Situado na mesorregião da Zona da Mata de Minas Gerais, o município de Miraí se destaca como um destino multifacetado, convidando a todos que buscam um local para visitar, estabelecer residência ou investir. Sua rica história, marcada por importantes ciclos econômicos e culturais, se entrelaça com um presente de tranquilidade e potencial de desenvolvimento, consolidando-o como um ponto de interesse no cenário mineiro.

Para chegar a Miraí, os viajantes podem utilizar a Rodovia MG 447, que conecta a cidade entre São Sebastião da Vargem Alegre e Cataguases, ou a BR 265, acessando a partir de Muriaé. A cidade está localizada a uma distância de 308 quilômetros da capital, Belo Horizonte, facilitando o acesso para aqueles que partem da região metropolitana.

A história de Miraí é intrinsecamente ligada à expansão da cultura do café na Zona da Mata mineira, um período que elevou Minas Gerais a um patamar de destaque na economia mundial, tanto em volume quanto em qualidade da produção. O vultoso retorno financeiro gerado pelas fazendas cafeeiras impulsionou a aquisição massiva de mão de obra escravizada, essencial para o manejo das lavouras e o beneficiamento do café destinado à exportação. Esse fluxo resultou em um significativo aumento da população de escravos em Minas Gerais, que chegou a representar mais de 30% do total no Brasil.

Os primórdios do povoamento na região que hoje compreende Miraí datam de 1840, quando os primeiros posseiros começaram a estabelecer suas fazendas. Entre eles, Salustiano José Fernandes e sua esposa Maria Porcina do Amor Divino deram nome à sua propriedade de Fazenda Três Barras. Em 1852, um grupo de 53 colonos adquiriu parte dessa fazenda de Salustiano, instalando um acampamento às margens do rio Fubá, afluente do rio Muriaé. Foi ali que construíram uma capela em honra a Santo Antônio de Pádua, marcando o início do povoado conhecido como Arraial do Brejo.

O Arraial do Brejo prosperou com a chegada de novas famílias, a instalação de estabelecimentos comerciais para atender moradores e tropeiros. Em 1859, foi elevado a distrito sob o nome de Santo Antônio do Muriahé, sendo posteriormente transferido para o município de Ubá e, em seguida, para Cataguases. Um marco decisivo para seu desenvolvimento social e econômico foi a inauguração da estação “Mirahy” do ramal da Estrada de Ferro Leopoldina, em 1895. Esse evento impulsionou o progresso do distrito, culminando em seu desmembramento de Cataguases e sua elevação à categoria de município, rebatizado como Miraí.
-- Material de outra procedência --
/// Scan one frame's exception table for a handler covering `search_pc`.
/// Host-method frames have no handlers. Matching recognizes the exact thrown
/// class, the three root catch types, and one direct-superclass step; the
/// first table entry in declaration order wins.
fn locate_handler(
    vm: &Vm,
    frame: &Frame,
    exc_class: ClassNameId,
    search_pc: usize,
) -> Option<usize> {
    let method = frame.method.as_ref()?;
    for entry in &method.code.exception_table {
        let start = usize::from(entry.start_pc);
        let end = usize::from(entry.end_pc);
        if search_pc < start || search_pc >= end {
            continue;
        }
        if entry.catch_type == 0 {
            return Some(usize::from(entry.handler_pc));
        }
        let catch_name = match frame.cp.classname_of(entry.catch_type) {
            Ok(name) => name,
            Err(err) => {
                tracing::warn!("bad catch type in exception table: {}", err);
                continue;
            }
        };
        let catch_id = vm.class_names.intern(catch_name);
        let names = &vm.class_names;
        let catch_is_root = catch_id == names.throwable_id()
            || catch_id == names.exception_id()
            || catch_id == names.error_id();
        if catch_id == exc_class
            || catch_is_root
            || vm.classes.super_of(exc_class) == Some(catch_id)
        {
            return Some(usize::from(entry.handler_pc));
        }
    }
    None
}

/// Materialize an exception object: resolved class, message field, and a
/// stack trace captured from the given frames.
pub fn instantiate_exception(
    vm: &mut Vm,
    frames: &FrameStack,
    exc_class: ClassNameId,
    msg: &str,
) -> ObjRef {
    let object_ref = instantiate::instantiate_class(&mut vm.heap, &vm.classes, exc_class);
    let msg_ref = object::make_string(
        &mut vm.heap,
        &vm.class_names,
        vm.conf.string_signed_bytes,
        msg,
    );
    let trace = build_stack_trace(vm, frames);
    if let Some(object) = vm.heap.get_mut(object_ref) {
        object.set_field(
            "message",
            types::STRING_DESC,
            FieldValue::Value(JavaValue::Ref(Some(msg_ref))),
        );
        object.set_field(
            "stackTrace",
            "[Ljava/lang/StackTraceElement;",
            FieldValue::Refs(trace),
        );
    }
    object_ref
}

/// One `StackTraceElement` per frame, newest first.
pub fn build_stack_trace(vm: &mut Vm, frames: &FrameStack) -> Vec<JavaValue> {
    let element_class = vm.class_names.intern_str(types::STACK_TRACE_ELEMENT_CLASS);
    let mut out = Vec::with_capacity(frames.len());
    for frame in frames.iter_top_down() {
        let declaring = vm.class_names.tpath(frame.class_name);
        let file = source_file_of(vm, frame, &declaring);
        let line = line_of(frame).map(|l| l.to_string()).unwrap_or_default();

        let mut element = Object::new(element_class);
        for (field, text) in [
            ("declaringClass", declaring.as_str()),
            ("methodName", frame.method_name.as_str()),
            ("fileName", file.as_str()),
            ("sourceLine", line.as_str()),
        ] {
            let text_ref = object::make_string(
                &mut vm.heap,
                &vm.class_names,
                vm.conf.string_signed_bytes,
                text,
            );
            element.set_field(
                field,
                types::STRING_DESC,
                FieldValue::Value(JavaValue::Ref(Some(text_ref))),
            );
        }
        out.push(JavaValue::Ref(Some(vm.heap.alloc(element))));
    }
    out
}

fn source_file_of(vm: &Vm, frame: &Frame, declaring: &str) -> String {
    if let Some(source) = vm.classes.source_of(frame.class_name) {
        return source.to_owned();
    }
    let simple = declaring.rsplit('/').next().unwrap_or(declaring);
    format!("{}.java", simple)
}

fn line_of(frame: &Frame) -> Option<u16> {
    let method = frame.method.as_ref()?;
    method
        .code
        .line_for_pc(frame.exception_pc.unwrap_or(frame.pc))
}

fn display_class(vm: &Vm, id: ClassNameId) -> String {
    if vm.conf.strict_jdk {
        vm.class_names.user_path(id)
    } else {
        vm.class_names.tpath(id)
    }
}

/// The report printed for an uncaught exception: a header naming the
/// exception and the throw site, then one `at` line per live frame.
#[must_use]
pub fn uncaught_report(
    vm: &Vm,
    frames: &FrameStack,
    exc_class: ClassNameId,
    msg: &str,
) -> String {
    let mut report = String::new();
    let exc_name = util::internal_to_user_format(&vm.class_names.tpath(exc_class));
    if let Some(origin) = frames.top() {
        report.push_str(&format!(
            "{}: FQN: {}.{}{}, {}",
            exc_name,
            display_class(vm, origin.class_name),
            origin.method_name,
            origin.method_desc,
            msg
        ));
    } else {
        report.push_str(&format!("{}: {}", exc_name, msg));
    }

    for frame in frames.iter_top_down() {
        let class = display_class(vm, frame.class_name);
        let file = source_file_of(vm, frame, &vm.class_names.tpath(frame.class_name));
        match line_of(frame) {
            Some(line) => report.push_str(&format!(
                "\n  at {}.{}({}:{})",
                class, frame.method_name, file, line
            )),
            None => report.push_str(&format!("\n  at {}.{}({})", class, frame.method_name, file)),
        }
    }
    report
}

/// The short path for errors that occur before any frame exists: one
/// formatted line and a host-level stack trace, engine frames filtered out.
pub fn minimal_abort(conf: &StateConfig, kind: ExceptionKind, msg: &str) -> ExitStatus {
    minimal_abort_named(conf, kind.internal_name(), msg)
}

fn minimal_abort_named(conf: &StateConfig, class_name: &str, msg: &str) -> ExitStatus {
    let err_msg = format!("{}: {}", util::internal_to_user_format(class_name), msg);
    if conf.test_mode {
        tracing::error!("{}", err_msg);
        return ExitStatus::AppException;
    }
    eprintln!("{}", err_msg);
    let backtrace = Backtrace::force_capture().to_string();
    for line in backtrace.lines() {
        if line.contains("cascara::exceptions") {
            continue;
        }
        eprintln!("{}", line);
    }
    ExitStatus::AppException
}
Atualmente, em junho de 2025, o município de Miraí registra uma população aproximada de 14.946 habitantes. Sua área territorial abrange 320,628 quilômetros quadrados, com uma altitude média de 300 metros. Banhado pelos rios Muriaé, Fubá e diversos córregos afluentes que integram a bacia do Rio Paraíba do Sul, Miraí faz divisa com os municípios de Muriaé, Santana de Cataguases, Cataguases, Guidoval, Guiricema e São Sebastião da Vargem Alegre. A economia local tem como pilares a agropecuária e a prestação de serviços, atividades que sustentam o desenvolvimento da comunidade.

No campo do turismo e da cultura, Miraí é um celeiro de inspirações. A cidade é berço do mundialmente famoso músico e compositor Ataulfo Alves, nascido em 2 de maio de 1909. Sua canção “Meus tempos de criança” é um retrato poético da cidade, descrevendo com sutileza as brincadeiras nas ruas, os primeiros amores, a figura da professorinha e as missas dominicais, culminando no nostálgico refrão “Eu era feliz e não sabia”. Além dessa rica herança musical, Miraí oferece uma agenda vibrante de festas populares, eventos culturais, esportivos e comemorações religiosas, complementados por tradicionais barraquinhas de artesanato, culinária regional e shows, que juntos compõem um convite irrecusável para lazer, moradia ou investimento.